As a best practice for colorization, you should create an .amd (asset metadata) file for the image you want to colorize. A .amd file is placed in the same folder as your image asset, and contains metadata for the image. In the .amd file, you can use the type attribute to enable or disable colorization. Setting the type to template enables colorization of an image. Using the template type, Cascades accepts colorization of images using the filterColor property, and also attempts to colorize images used as action item icons according to the device theme. A type of normal overrides the framework and uses the original image, even if a filterColor is applied. For more information on overriding the framework, see Action item images. The following code sample shows the structure of an .amd file for an image named myImage.png with a type of template:

#RimCascadesAssetMetaData version=1.1
type: template
source: "myImage.png"

To use colorization, the #RIMCascadesAssetMetaData version must be set to 1.1.

A color filter can then be applied to an image using the filterColor property, which recolors the pixels in an image with the specified color. White pixels are recolored to the color you specify, black pixels remain black, and color pixels appear as a new color representing a combination of the original color and the filter color.

Image colorization supports predefined color constants, as well as custom colors you specify using Color.create(). For more information on supported colors, see the Color API reference.
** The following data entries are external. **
use super::{MotionSensor, SampleValue, SensorSample};
use crate::config::SensorKind;
use crate::error::SensorError;
use parking_lot::Mutex;
use std::collections::VecDeque;
use std::sync::Arc;
use tokio::time::Instant;

#[derive(Debug)]
struct Script {
    queue: VecDeque<Result<SampleValue, String>>,
    reads: u64,
    closed: bool,
}

/// Sensor that replays queued readings, then repeats an idle reading.
/// The paired [`ScriptHandle`] can keep feeding it after it has been moved
/// into the trigger source.
pub struct ScriptedSensor {
    kind: SensorKind,
    idle: SampleValue,
    script: Arc<Mutex<Script>>,
}

/// Feeds and inspects a [`ScriptedSensor`] from outside
#[derive(Clone)]
pub struct ScriptHandle {
    script: Arc<Mutex<Script>>,
}

impl ScriptedSensor {
    /// Presence sensor reading absence when the script runs dry
    pub fn presence() -> (Self, ScriptHandle) {
        Self::with_idle(SensorKind::Pir, SampleValue::Presence(false))
    }

    /// Distance sensor reading `idle_cm` when the script runs dry
    pub fn distance(idle_cm: f64) -> (Self, ScriptHandle) {
        Self::with_idle(SensorKind::Ultrasonic, SampleValue::Distance(idle_cm))
    }

    fn with_idle(kind: SensorKind, idle: SampleValue) -> (Self, ScriptHandle) {
        let script = Arc::new(Mutex::new(Script {
            queue: VecDeque::new(),
            reads: 0,
            closed: false,
        }));

        (
            Self {
                kind,
                idle,
                script: Arc::clone(&script),
            },
            ScriptHandle { script },
        )
    }
}

impl ScriptHandle {
    pub fn push_presence(&self, values: &[bool]) {
        let mut script = self.script.lock();
        script
            .queue
            .extend(values.iter().map(|v| Ok(SampleValue::Presence(*v))));
    }

    pub fn push_distance(&self, values: &[f64]) {
        let mut script = self.script.lock();
        script
            .queue
            .extend(values.iter().map(|v| Ok(SampleValue::Distance(*v))));
    }

    /// Make the next read fail
    pub fn push_error(&self, details: &str) {
        self.script.lock().queue.push_back(Err(details.to_string()));
    }

    pub fn pending(&self) -> usize {
        self.script.lock().queue.len()
    }

    pub fn reads(&self) -> u64 {
        self.script.lock().reads
    }

    /// Simulate the sensor going away; every later read fails with `Closed`
    pub fn close(&self) {
        self.script.lock().closed = true;
    }

    pub fn is_closed(&self) -> bool {
        self.script.lock().closed
    }
}

impl MotionSensor for ScriptedSensor {
    fn read(&mut self) -> Result<SensorSample, SensorError> {
        let mut script = self.script.lock();
        if script.closed {
            return Err(SensorError::Closed);
        }

        script.reads += 1;
        let value = match script.queue.pop_front() {
            Some(Ok(value)) => value,
            Some(Err(details)) => return Err(SensorError::Read { details }),
            None => self.idle,
        };

        Ok(SensorSample {
            value,
            at: Instant::now(),
        })
    }

    fn close(&mut self) {
        self.script.lock().closed = true;
    }

    fn kind(&self) -> SensorKind {
        self.kind
    }
}
pub mod app;
pub mod config;
pub mod display;
pub mod error;
pub mod events;
pub mod player;
pub mod playlist;
pub mod recovery;
pub mod sensor;
pub mod session;
pub mod trigger;

pub use app::{ComponentState, MotionplayOrchestrator, OrchestratorStats, ShutdownReason, StepOutcome};
pub use config::{MotionplayConfig, PlaybackMode, PlayerBackend, SensorKind, TriggerPolicyKind};
pub use display::{DisplayPreparer, NoopDisplay, XrandrDisplay};
pub use error::{DisplayError, MotionplayError, PlayerError, Result, SensorError};
pub use events::{EventBus, EventFilter, EventReceiver, MotionplayEvent};
pub use player::{MockPlayer, MpvPlayer, PlayerHandle, PlayerState};
pub use playlist::{PlayableUnit, Playlist};
pub use recovery::{retry_with_backoff, RecoveryConfig, RetryError};
pub use sensor::{MotionSensor, SensorSample, TriggerSource};
pub use session::{MediaSession, PlaybackOutcome, SessionTiming};
pub use trigger::{ConfirmationFilter, CooldownGate, HysteresisFilter, TriggerPolicy};
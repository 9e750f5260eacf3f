use crate::config::{TriggerConfig, MAX_COOLDOWN_SECONDS};
use std::time::Duration;
use tokio::time::Instant;
use tracing::debug;

/// Arm/fire/cooldown state
#[derive(Debug, Clone, Copy, PartialEq, Eq)]
pub enum GateState {
    Armed,
    Cooldown { fired_at: Instant, until: Instant },
}

/// Refractory gate between a confirmed trigger and playback.
///
/// The cooldown runs from the moment of firing and is extended after every
/// playback so that re-arming never happens sooner than `post_playback_margin`
/// after the playback actually ended.
#[derive(Debug)]
pub struct CooldownGate {
    period: Duration,
    post_playback_margin: Duration,
    state: GateState,
    fire_count: u64,
}

/// Upper bound on any single hold, matching the configuration limits
const MAX_HOLD: Duration = Duration::from_secs(2 * MAX_COOLDOWN_SECONDS as u64);

/// `now + hold`, saturating at `now` when the clock cannot represent it
fn deadline(now: Instant, hold: Duration) -> Instant {
    now.checked_add(hold).unwrap_or(now)
}

impl CooldownGate {
    /// Periods beyond two days are clamped
    pub fn new(period: Duration, post_playback_margin: Duration) -> Self {
        Self {
            period: period.min(MAX_HOLD),
            post_playback_margin: post_playback_margin.min(MAX_HOLD),
            state: GateState::Armed,
            fire_count: 0,
        }
    }

    pub fn from_config(config: &TriggerConfig) -> Self {
        Self::new(config.cooldown_period(), config.post_playback_margin())
    }

    pub fn state(&self) -> GateState {
        self.state
    }

    pub fn period(&self) -> Duration {
        self.period
    }

    pub fn is_armed(&self) -> bool {
        self.state == GateState::Armed
    }

    pub fn fire_count(&self) -> u64 {
        self.fire_count
    }

    /// Return to `Armed` once the cooldown has strictly elapsed.
    /// Returns true when this call re-armed the gate.
    pub fn refresh(&mut self, now: Instant) -> bool {
        if let GateState::Cooldown { until, .. } = self.state {
            if now > until {
                debug!("Cooldown elapsed, trigger re-armed");
                self.state = GateState::Armed;
                return true;
            }
        }
        false
    }

    /// Fire if armed. A `false` return means the event must be ignored.
    pub fn try_fire(&mut self, now: Instant) -> bool {
        self.refresh(now);

        match self.state {
            GateState::Armed => {
                self.state = GateState::Cooldown {
                    fired_at: now,
                    until: deadline(now, self.period),
                };
                self.fire_count += 1;
                true
            }
            GateState::Cooldown { .. } => false,
        }
    }

    /// Push the end of the cooldown to at least `now + post_playback_margin`.
    pub fn hold_after_playback(&mut self, now: Instant) {
        let hold_until = deadline(now, self.post_playback_margin);

        match &mut self.state {
            GateState::Cooldown { until, .. } => {
                if hold_until > *until {
                    debug!(
                        "Extending cooldown by {:?} past playback end",
                        hold_until.saturating_duration_since(*until)
                    );
                    *until = hold_until;
                }
            }
            GateState::Armed => {
                if !self.post_playback_margin.is_zero() {
                    self.state = GateState::Cooldown {
                        fired_at: now,
                        until: hold_until,
                    };
                }
            }
        }
    }

    /// Time left before the gate re-arms
    pub fn remaining(&self, now: Instant) -> Option<Duration> {
        match self.state {
            GateState::Armed => None,
            GateState::Cooldown { until, .. } => Some(until.saturating_duration_since(now)),
        }
    }
}
#[cfg(all(target_os = "linux", feature = "gstreamer"))]
mod gst;
mod mock;
mod mpv;
#[cfg(test)]
mod tests;

#[cfg(all(target_os = "linux", feature = "gstreamer"))]
pub use gst::GstPlayer;
pub use mock::{MockControl, MockPlayer};
pub use mpv::MpvPlayer;

use crate::config::{PlaybackConfig, PlayerBackend};
use crate::error::PlayerError;
use async_trait::async_trait;
use std::fmt;
use std::path::Path;
use tracing::{info, warn};

/// Playback state reported by a player handle
#[derive(Debug, Clone, Copy, PartialEq, Eq)]
pub enum PlayerState {
    Loading,
    Playing,
    Paused,
    Ended,
    Error,
    Stopped,
}

impl PlayerState {
    /// States a playback cannot leave on its own
    pub fn is_terminal(&self) -> bool {
        matches!(
            self,
            PlayerState::Ended | PlayerState::Error | PlayerState::Stopped
        )
    }

    pub fn as_str(&self) -> &'static str {
        match self {
            PlayerState::Loading => "loading",
            PlayerState::Playing => "playing",
            PlayerState::Paused => "paused",
            PlayerState::Ended => "ended",
            PlayerState::Error => "error",
            PlayerState::Stopped => "stopped",
        }
    }
}

impl fmt::Display for PlayerState {
    fn fmt(&self, f: &mut fmt::Formatter<'_>) -> fmt::Result {
        f.write_str(self.as_str())
    }
}

/// One video output driven by some player backend
#[async_trait]
pub trait PlayerHandle: Send {
    /// Open a media file, replacing whatever was loaded
    async fn load(&mut self, path: &Path) -> Result<(), PlayerError>;

    async fn play(&mut self) -> Result<(), PlayerError>;

    async fn pause(&mut self) -> Result<(), PlayerError>;

    /// Rewind to the first frame
    async fn seek_start(&mut self) -> Result<(), PlayerError>;

    async fn state(&mut self) -> Result<PlayerState, PlayerError>;

    async fn stop(&mut self) -> Result<(), PlayerError>;

    /// Tear down the backend. Every later call fails with `Released`.
    async fn release(&mut self) -> Result<(), PlayerError>;

    async fn set_volume(&mut self, volume: u8) -> Result<(), PlayerError>;

    async fn set_fullscreen(&mut self, fullscreen: bool) -> Result<(), PlayerError>;

    fn name(&self) -> String;
}

/// Create one player handle per screen for the configured mode and backend
pub async fn build_players(
    config: &PlaybackConfig,
) -> Result<Vec<Box<dyn PlayerHandle>>, PlayerError> {
    let fan_out = config.mode.fan_out();
    let mut players: Vec<Box<dyn PlayerHandle>> = Vec::with_capacity(fan_out);

    for screen in 0..fan_out {
        let player = match create_player(config, screen).await {
            Ok(player) => player,
            Err(e) => {
                for mut started in players {
                    let _ = started.release().await;
                }
                return Err(e);
            }
        };
        players.push(player);
    }

    for player in players.iter_mut() {
        if let Err(e) = player.set_volume(config.volume).await {
            warn!("{}: failed to set volume: {}", player.name(), e);
        }
        if let Err(e) = player.set_fullscreen(config.fullscreen).await {
            warn!("{}: failed to set fullscreen: {}", player.name(), e);
        }
    }

    info!(
        "Created {} {:?} player(s) for {} mode",
        players.len(),
        config.backend,
        config.mode.as_str()
    );

    Ok(players)
}

/// Fullscreen check for backends that cannot place their own window:
/// windowed is a no-op, fullscreen is refused.
pub(crate) fn windowed_only(backend: &str, fullscreen: bool) -> Result<(), PlayerError> {
    if fullscreen {
        return Err(PlayerError::Unsupported {
            backend: backend.to_string(),
            operation: "fullscreen".to_string(),
        });
    }
    Ok(())
}

async fn create_player(
    config: &PlaybackConfig,
    screen: usize,
) -> Result<Box<dyn PlayerHandle>, PlayerError> {
    match config.backend {
        PlayerBackend::Mpv => Ok(Box::new(MpvPlayer::spawn(config, screen).await?)),
        PlayerBackend::Mock => Ok(Box::new(MockPlayer::new(
            format!("mock[{}]", screen),
            config.mock_duration(),
        ))),
        PlayerBackend::Gstreamer => create_gst_player(screen),
    }
}

#[cfg(all(target_os = "linux", feature = "gstreamer"))]
fn create_gst_player(screen: usize) -> Result<Box<dyn PlayerHandle>, PlayerError> {
    Ok(Box::new(GstPlayer::new(screen)?))
}

#[cfg(not(all(target_os = "linux", feature = "gstreamer")))]
fn create_gst_player(_screen: usize) -> Result<Box<dyn PlayerHandle>, PlayerError> {
    Err(PlayerError::Spawn {
        backend: "gstreamer".to_string(),
        details: "built without the gstreamer feature".to_string(),
    })
}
The following code sample applies a filterColor derived from a hex value to an image in QML:

import bb.cascades 1.3

Page {
    Container {
        ImageView {
            imageSource: "asset:///images/myImage.amd"
            // This colorizes the image with 
            // the provided color. 
            filterColor: Color.create("#ff2c2c")
        }

    }
}

Here is how to apply a filterColor derived from a 32-bit ARGB value in C++:

#include <bb/cascades/Application>
#include <bb/cascades/Page>
#include <bb/cascades/ImageView>
#include <bb/cascades/Color>
#include <bb/cascades/Container>

using namespace bb::cascades;

ApplicationUI::ApplicationUI(bb::cascades::Application *app) :
        QObject(app)
{
    // Create a Container and set the layout
    Page *page = new Page();

    Container *root = Container::create();

    ImageView *myImageView = ImageView::create()
            .image(Image(QUrl("asset:///images/myImage.amd")))
            .filterColor(Color::fromARGB(0xffff2c2c));

    root->add(myImageView);
    page->setContent(root);
    app->setScene(page);
}

The following image demonstrates the difference between the standard image appearance and the image appearance with a filter color applied using the code sample above:


Screen shot showing the difference between the standard image and an image with a filter color applied.